Assignment = Copy every line in the listing that contains "opening".

Information =
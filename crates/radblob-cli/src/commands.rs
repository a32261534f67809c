use std::fs::{self, File};
use std::io::Write;
use std::path::{Path, PathBuf};

use anyhow::Context;
use colored::Colorize;
use radblob_archive::ArchiveBlobManager;
use radblob_store::{compute_id, BlobFlags, BlobManager, LooseFileBlobManager, MultiBlobManager};
use serde_json::json;

use crate::cli::*;
use crate::config::CliConfig;

pub fn run_command(cli: Cli, config: &CliConfig) -> anyhow::Result<()> {
    let format = cli.format;
    match cli.command {
        Command::Ls(args) => cmd_ls(args, config, format),
        Command::Get(args) => cmd_get(args, config),
        Command::Put(args) => cmd_put(args, config, format),
        Command::Pack(args) => cmd_pack(args, config),
        Command::Unpack(args) => cmd_unpack(args, config),
        Command::Id(args) => cmd_id(args, format),
        Command::Info(args) => cmd_info(args, config, format),
    }
}

/// Backend a store path on the command line refers to.
#[derive(Clone, Copy, Debug, PartialEq, Eq)]
pub enum StoreKind {
    LooseFile,
    Archive,
}

/// Existing directories and paths ending in a separator are loose-file
/// stores; anything else is an archive file.
pub fn store_kind(path: &Path) -> StoreKind {
    let text = path.as_os_str().to_string_lossy();
    if path.is_dir() || text.ends_with('/') || text.ends_with(std::path::MAIN_SEPARATOR) {
        StoreKind::LooseFile
    } else {
        StoreKind::Archive
    }
}

fn open_store(path: &Path, flags: BlobFlags, config: &CliConfig) -> anyhow::Result<Box<dyn BlobManager>> {
    let store: Box<dyn BlobManager> = match store_kind(path) {
        StoreKind::LooseFile => {
            let mut mgr = LooseFileBlobManager::with_config(config.store.clone());
            mgr.init(flags, path)?;
            Box::new(mgr)
        }
        StoreKind::Archive => {
            let mut mgr = ArchiveBlobManager::with_config(config.archive.clone());
            mgr.init_file(flags, path, 0, 0)?;
            Box::new(mgr)
        }
    };
    tracing::debug!(path = %path.display(), kind = %store.kind(), %flags, "opened store");
    Ok(store)
}

fn open_read_only(paths: &[PathBuf], config: &CliConfig) -> anyhow::Result<Vec<Box<dyn BlobManager>>> {
    paths
        .iter()
        .map(|path| {
            open_store(path, BlobFlags::READABLE, config)
                .with_context(|| format!("opening store {}", path.display()))
        })
        .collect()
}

fn cascade<'a>(stores: &'a [Box<dyn BlobManager>]) -> anyhow::Result<MultiBlobManager<'a>> {
    let mut multi = MultiBlobManager::new();
    multi.init(BlobFlags::READABLE)?;
    for store in stores {
        multi.add_blob_manager(store.as_ref())?;
    }
    Ok(multi)
}

fn cmd_ls(args: LsArgs, config: &CliConfig, format: OutputFormat) -> anyhow::Result<()> {
    let stores = open_read_only(&args.stores, config)?;
    let multi = cascade(&stores)?;
    let ids = multi.enumerate();

    match format {
        OutputFormat::Json => {
            let blobs: Vec<_> = ids
                .iter()
                .map(|id| json!({ "id": id, "size": multi.get_size(id) }))
                .collect();
            println!("{}", serde_json::to_string_pretty(&blobs)?);
        }
        OutputFormat::Text => {
            for id in &ids {
                println!("{}  {}", id.yellow(), multi.get_size(id).to_string().dimmed());
            }
            println!("{} blobs in {} stores", ids.len().to_string().bold(), stores.len());
        }
    }
    Ok(())
}

fn cmd_get(args: GetArgs, config: &CliConfig) -> anyhow::Result<()> {
    let stores = open_read_only(&args.stores, config)?;
    let multi = cascade(&stores)?;
    if !multi.does_exist(&args.id) {
        anyhow::bail!("blob {} not found in any store", args.id);
    }
    let data = multi.get(&args.id)?;

    match args.output {
        Some(path) => {
            fs::write(&path, &data).with_context(|| format!("writing {}", path.display()))?;
            eprintln!("{} Wrote {} bytes to {}", "✓".green().bold(), data.len(), path.display());
        }
        None => {
            let mut out = std::io::stdout().lock();
            out.write_all(&data)?;
            out.flush()?;
        }
    }
    Ok(())
}

fn cmd_put(args: PutArgs, config: &CliConfig, format: OutputFormat) -> anyhow::Result<()> {
    let mut store = open_store(
        &args.store,
        BlobFlags::READ_WRITE | BlobFlags::OPEN_EXISTING_OR_CREATE_NEW,
        config,
    )
    .with_context(|| format!("opening store {}", args.store.display()))?;

    let mut added = Vec::with_capacity(args.files.len());
    for path in &args.files {
        let mut file = File::open(path).with_context(|| format!("reading {}", path.display()))?;
        let id = store
            .add_stream_compute_unique_id(&mut file, &args.prefix, &args.ext, None)
            .with_context(|| format!("adding {}", path.display()))?;
        added.push((path, id));
    }
    store.deinit()?;

    match format {
        OutputFormat::Json => {
            let entries: Vec<_> = added
                .iter()
                .map(|(path, id)| json!({ "file": path, "id": id }))
                .collect();
            println!("{}", serde_json::to_string_pretty(&entries)?);
        }
        OutputFormat::Text => {
            for (path, id) in &added {
                println!("  {} {} {}", "added:".green(), id.yellow(), path.display());
            }
        }
    }
    Ok(())
}

fn cmd_pack(args: PackArgs, config: &CliConfig) -> anyhow::Result<()> {
    let mut source = LooseFileBlobManager::with_config(config.store.clone());
    source
        .init(BlobFlags::READABLE, &args.dir)
        .with_context(|| format!("opening {}", args.dir.display()))?;

    let mut archive = ArchiveBlobManager::with_config(config.archive.clone());
    archive
        .init_file(BlobFlags::WRITABLE, &args.archive, 0, 0)
        .with_context(|| format!("creating {}", args.archive.display()))?;
    archive.populate(&source)?;
    let count = archive.enumerate().len();
    archive.deinit()?;

    println!(
        "{} Packed {} blobs into {}",
        "✓".green().bold(),
        count.to_string().bold(),
        args.archive.display()
    );
    Ok(())
}

fn cmd_unpack(args: UnpackArgs, config: &CliConfig) -> anyhow::Result<()> {
    let mut archive = ArchiveBlobManager::with_config(config.archive.clone());
    archive
        .init_file(BlobFlags::READABLE, &args.archive, 0, 0)
        .with_context(|| format!("opening {}", args.archive.display()))?;

    let mut target = LooseFileBlobManager::with_config(config.store.clone());
    target.init(BlobFlags::READ_WRITE, &args.dir)?;
    target.populate(&archive)?;

    println!(
        "{} Unpacked {} blobs into {}",
        "✓".green().bold(),
        archive.enumerate().len().to_string().bold(),
        args.dir.display()
    );
    Ok(())
}

fn cmd_id(args: IdArgs, format: OutputFormat) -> anyhow::Result<()> {
    let data = fs::read(&args.file).with_context(|| format!("reading {}", args.file.display()))?;
    let id = compute_id(&data, &args.prefix, &args.ext, None)?;
    match format {
        OutputFormat::Json => println!("{}", json!({ "file": args.file, "id": id })),
        OutputFormat::Text => println!("{id}"),
    }
    Ok(())
}

fn cmd_info(args: InfoArgs, config: &CliConfig, format: OutputFormat) -> anyhow::Result<()> {
    let mut archive = ArchiveBlobManager::with_config(config.archive.clone());
    archive
        .init_file(BlobFlags::READABLE, &args.archive, 0, 0)
        .with_context(|| format!("opening {}", args.archive.display()))?;

    let ids = archive.enumerate();
    let payload: u64 = ids.iter().map(|id| archive.get_size(id)).sum();
    let size = archive.get_archive_size()?;

    match format {
        OutputFormat::Json => {
            let info = json!({
                "archive": args.archive,
                "blobs": ids.len(),
                "payload_bytes": payload,
                "archive_bytes": size,
            });
            println!("{}", serde_json::to_string_pretty(&info)?);
        }
        OutputFormat::Text => {
            println!("Archive {}", args.archive.display().to_string().bold());
            println!("  Blobs:   {}", ids.len().to_string().yellow());
            println!("  Payload: {} bytes", payload);
            println!("  On disk: {} bytes", size);
        }
    }
    Ok(())
}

Your solution =
                .with_context(|| format!("opening store {}", path.display()))
    .with_context(|| format!("opening store {}", args.store.display()))?;
        .with_context(|| format!("opening {}", args.dir.display()))?;
        .with_context(|| format!("opening {}", args.archive.display()))?;
        .with_context(|| format!("opening {}", args.archive.display()))?;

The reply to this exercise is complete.